## WHAT TO WORK ON
If a line below contains the string "KernelType", copy it out.
━━━━━ SOURCE MATERIAL
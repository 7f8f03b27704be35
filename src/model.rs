//! Trained model

use crate::core::{FeatureVector, KernelType, Parameters, SvmType};

/// A trained SVM
///
/// Owns copies of its support vectors, so it outlives the training
/// problem. Immutable once built; prediction only reads it, so a model
/// can be shared between threads.
///
/// For classification the support vectors are stored grouped by class
/// (class order of [`Model::labels`]) and `sv_coef` has `nr_class - 1`
/// rows. One-class and regression models have a single coefficient row
/// and one `rho`.
#[derive(Debug, Clone, PartialEq)]
pub struct Model {
    pub(crate) param: Parameters,
    pub(crate) nr_class: usize,
    pub(crate) labels: Vec<f64>,
    pub(crate) n_sv: Vec<usize>,
    pub(crate) support_vectors: Vec<FeatureVector>,
    pub(crate) sv_coef: Vec<Vec<f64>>,
    pub(crate) rho: Vec<f64>,
    pub(crate) prob_a: Vec<f64>,
    pub(crate) prob_b: Vec<f64>,
    pub(crate) prob_density_marks: Vec<f64>,
    /// 1-based positions of the support vectors in the training problem
    pub(crate) sv_indices: Vec<usize>,
}

impl Model {
    /// Parameters the model was trained with
    pub fn param(&self) -> &Parameters {
        &self.param
    }

    pub fn svm_type(&self) -> SvmType {
        self.param.svm_type
    }

    pub fn kernel_type(&self) -> KernelType {
        self.param.kernel_type
    }

    /// Number of classes; 2 for one-class and regression models
    pub fn nr_class(&self) -> usize {
        self.nr_class
    }

    /// Total number of support vectors
    pub fn nr_sv(&self) -> usize {
        self.support_vectors.len()
    }

    /// Class labels in internal class order (empty for one-class and regression)
    pub fn labels(&self) -> &[f64] {
        &self.labels
    }

    /// Support vectors per class (empty for one-class and regression)
    pub fn n_sv(&self) -> &[usize] {
        &self.n_sv
    }

    /// 1-based training positions of the support vectors
    ///
    /// Empty for a model read from a file.
    pub fn sv_indices(&self) -> &[usize] {
        &self.sv_indices
    }

    pub fn support_vectors(&self) -> &[FeatureVector] {
        &self.support_vectors
    }

    pub fn sv_coef(&self) -> &[Vec<f64>] {
        &self.sv_coef
    }

    /// Biases, one per class pair
    pub fn rho(&self) -> &[f64] {
        &self.rho
    }

    pub fn prob_a(&self) -> &[f64] {
        &self.prob_a
    }

    pub fn prob_b(&self) -> &[f64] {
        &self.prob_b
    }

    pub fn prob_density_marks(&self) -> &[f64] {
        &self.prob_density_marks
    }

    /// Number of pairwise decision functions
    pub fn nr_decision_values(&self) -> usize {
        if self.svm_type().is_classification() {
            self.nr_class * self.nr_class.saturating_sub(1) / 2
        } else {
            1
        }
    }

    /// Whether the model carries calibration data for its type
    pub fn check_probability_model(&self) -> bool {
        match self.svm_type() {
            SvmType::CSvc | SvmType::NuSvc => !self.prob_a.is_empty() && !self.prob_b.is_empty(),
            SvmType::EpsilonSvr | SvmType::NuSvr => !self.prob_a.is_empty(),
            SvmType::OneClass => !self.prob_density_marks.is_empty(),
        }
    }

    /// Scale of the Laplace residual model of a calibrated regression model
    pub fn svr_probability(&self) -> Option<f64> {
        if self.svm_type().is_regression() {
            self.prob_a.first().copied()
        } else {
            None
        }
    }
}
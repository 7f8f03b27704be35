//! Prediction
//!
//! Classification evaluates every one-vs-one decision function and votes;
//! one-class and regression evaluate the single decision function.

use crate::core::{FeatureVector, SvmType};
use crate::kernel::{Kernel, KernelFunction};
use crate::model::Model;
use crate::probability::{multiclass_probability, one_class_probability, sigmoid_predict};

/// Pairwise probabilities are kept away from 0 and 1
const MIN_PROB: f64 = 1e-7;

impl Model {
    /// Predicted label (classification), ±1 (one-class) or value (regression)
    pub fn predict(&self, x: &FeatureVector) -> f64 {
        self.predict_values(x).0
    }

    /// Prediction plus the raw decision values
    ///
    /// Classification yields one value per class pair in the order (0,1),
    /// (0,2), ..., (1,2), ...; a positive value favours the first class of
    /// the pair. One-class and regression yield a single value.
    pub fn predict_values(&self, x: &FeatureVector) -> (f64, Vec<f64>) {
        let kernel = KernelFunction::from_parameters(&self.param);

        match self.svm_type() {
            SvmType::OneClass | SvmType::EpsilonSvr | SvmType::NuSvr => {
                let coef = self.sv_coef.first().map(Vec::as_slice).unwrap_or(&[]);
                let mut sum = 0.0;
                for (c, sv) in coef.iter().zip(&self.support_vectors) {
                    sum += c * kernel.compute(x, sv);
                }
                sum -= self.rho.first().copied().unwrap_or(0.0);

                let label = if self.svm_type() == SvmType::OneClass {
                    if sum > 0.0 {
                        1.0
                    } else {
                        -1.0
                    }
                } else {
                    sum
                };
                (label, vec![sum])
            }
            SvmType::CSvc | SvmType::NuSvc => self.vote(x, &kernel),
        }
    }

    fn vote(&self, x: &FeatureVector, kernel: &KernelFunction) -> (f64, Vec<f64>) {
        let nr_class = self.nr_class;
        if nr_class < 2 {
            return (self.labels.first().copied().unwrap_or(0.0), Vec::new());
        }

        let kvalue: Vec<f64> = self
            .support_vectors
            .iter()
            .map(|sv| kernel.compute(x, sv))
            .collect();

        let mut start = vec![0; nr_class];
        for c in 1..nr_class {
            start[c] = start[c - 1] + self.n_sv[c - 1];
        }

        let mut votes = vec![0usize; nr_class];
        let mut dec_values = Vec::with_capacity(self.nr_decision_values());
        let mut p = 0;
        for i in 0..nr_class {
            for j in i + 1..nr_class {
                let (si, ci) = (start[i], self.n_sv[i]);
                let (sj, cj) = (start[j], self.n_sv[j]);
                let coef1 = &self.sv_coef[j - 1];
                let coef2 = &self.sv_coef[i];

                let mut sum = 0.0;
                for k in si..si + ci {
                    sum += coef1[k] * kvalue[k];
                }
                for k in sj..sj + cj {
                    sum += coef2[k] * kvalue[k];
                }
                sum -= self.rho[p];
                dec_values.push(sum);

                if sum > 0.0 {
                    votes[i] += 1;
                } else {
                    votes[j] += 1;
                }
                p += 1;
            }
        }

        // ties go to the lowest class index
        let mut winner = 0;
        for c in 1..nr_class {
            if votes[c] > votes[winner] {
                winner = c;
            }
        }
        (self.labels[winner], dec_values)
    }

    /// Prediction with a probability per class
    ///
    /// Classification returns one probability per entry of
    /// [`Model::labels`] and the label of the most probable class. A
    /// calibrated one-class model returns `[p, 1 - p]` for `+1` and `-1`.
    /// Without calibration data this falls back to [`Model::predict`] with
    /// all probability mass on the predicted class.
    pub fn predict_probability(&self, x: &FeatureVector) -> (f64, Vec<f64>) {
        if !self.check_probability_model() {
            return self.degenerate_distribution(x);
        }

        match self.svm_type() {
            SvmType::CSvc | SvmType::NuSvc => {
                let nr_class = self.nr_class;
                let (_, dec_values) = self.predict_values(x);

                let mut pairwise = vec![vec![0.0; nr_class]; nr_class];
                let mut k = 0;
                for i in 0..nr_class {
                    for j in i + 1..nr_class {
                        let p = sigmoid_predict(dec_values[k], self.prob_a[k], self.prob_b[k])
                            .clamp(MIN_PROB, 1.0 - MIN_PROB);
                        pairwise[i][j] = p;
                        pairwise[j][i] = 1.0 - p;
                        k += 1;
                    }
                }

                let prob = if nr_class == 2 {
                    vec![pairwise[0][1], pairwise[1][0]]
                } else {
                    multiclass_probability(&pairwise)
                };

                let mut best = 0;
                for c in 1..nr_class {
                    if prob[c] > prob[best] {
                        best = c;
                    }
                }
                (self.labels[best], prob)
            }
            SvmType::OneClass => {
                let (label, dec_values) = self.predict_values(x);
                let p = one_class_probability(&self.prob_density_marks, dec_values[0]);
                (label, vec![p, 1.0 - p])
            }
            // a regression model has no class distribution
            SvmType::EpsilonSvr | SvmType::NuSvr => self.degenerate_distribution(x),
        }
    }

    fn degenerate_distribution(&self, x: &FeatureVector) -> (f64, Vec<f64>) {
        let label = self.predict(x);
        let prob = match self.svm_type() {
            SvmType::CSvc | SvmType::NuSvc => self
                .labels
                .iter()
                .map(|&l| if l == label { 1.0 } else { 0.0 })
                .collect(),
            SvmType::OneClass => {
                if label > 0.0 {
                    vec![1.0, 0.0]
                } else {
                    vec![0.0, 1.0]
                }
            }
            SvmType::EpsilonSvr | SvmType::NuSvr => vec![1.0],
        };
        (label, prob)
    }
}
━━━━━━━━━━
## RESULT
use crate::core::{FeatureVector, KernelType, Parameters, SvmType};
    pub fn kernel_type(&self) -> KernelType {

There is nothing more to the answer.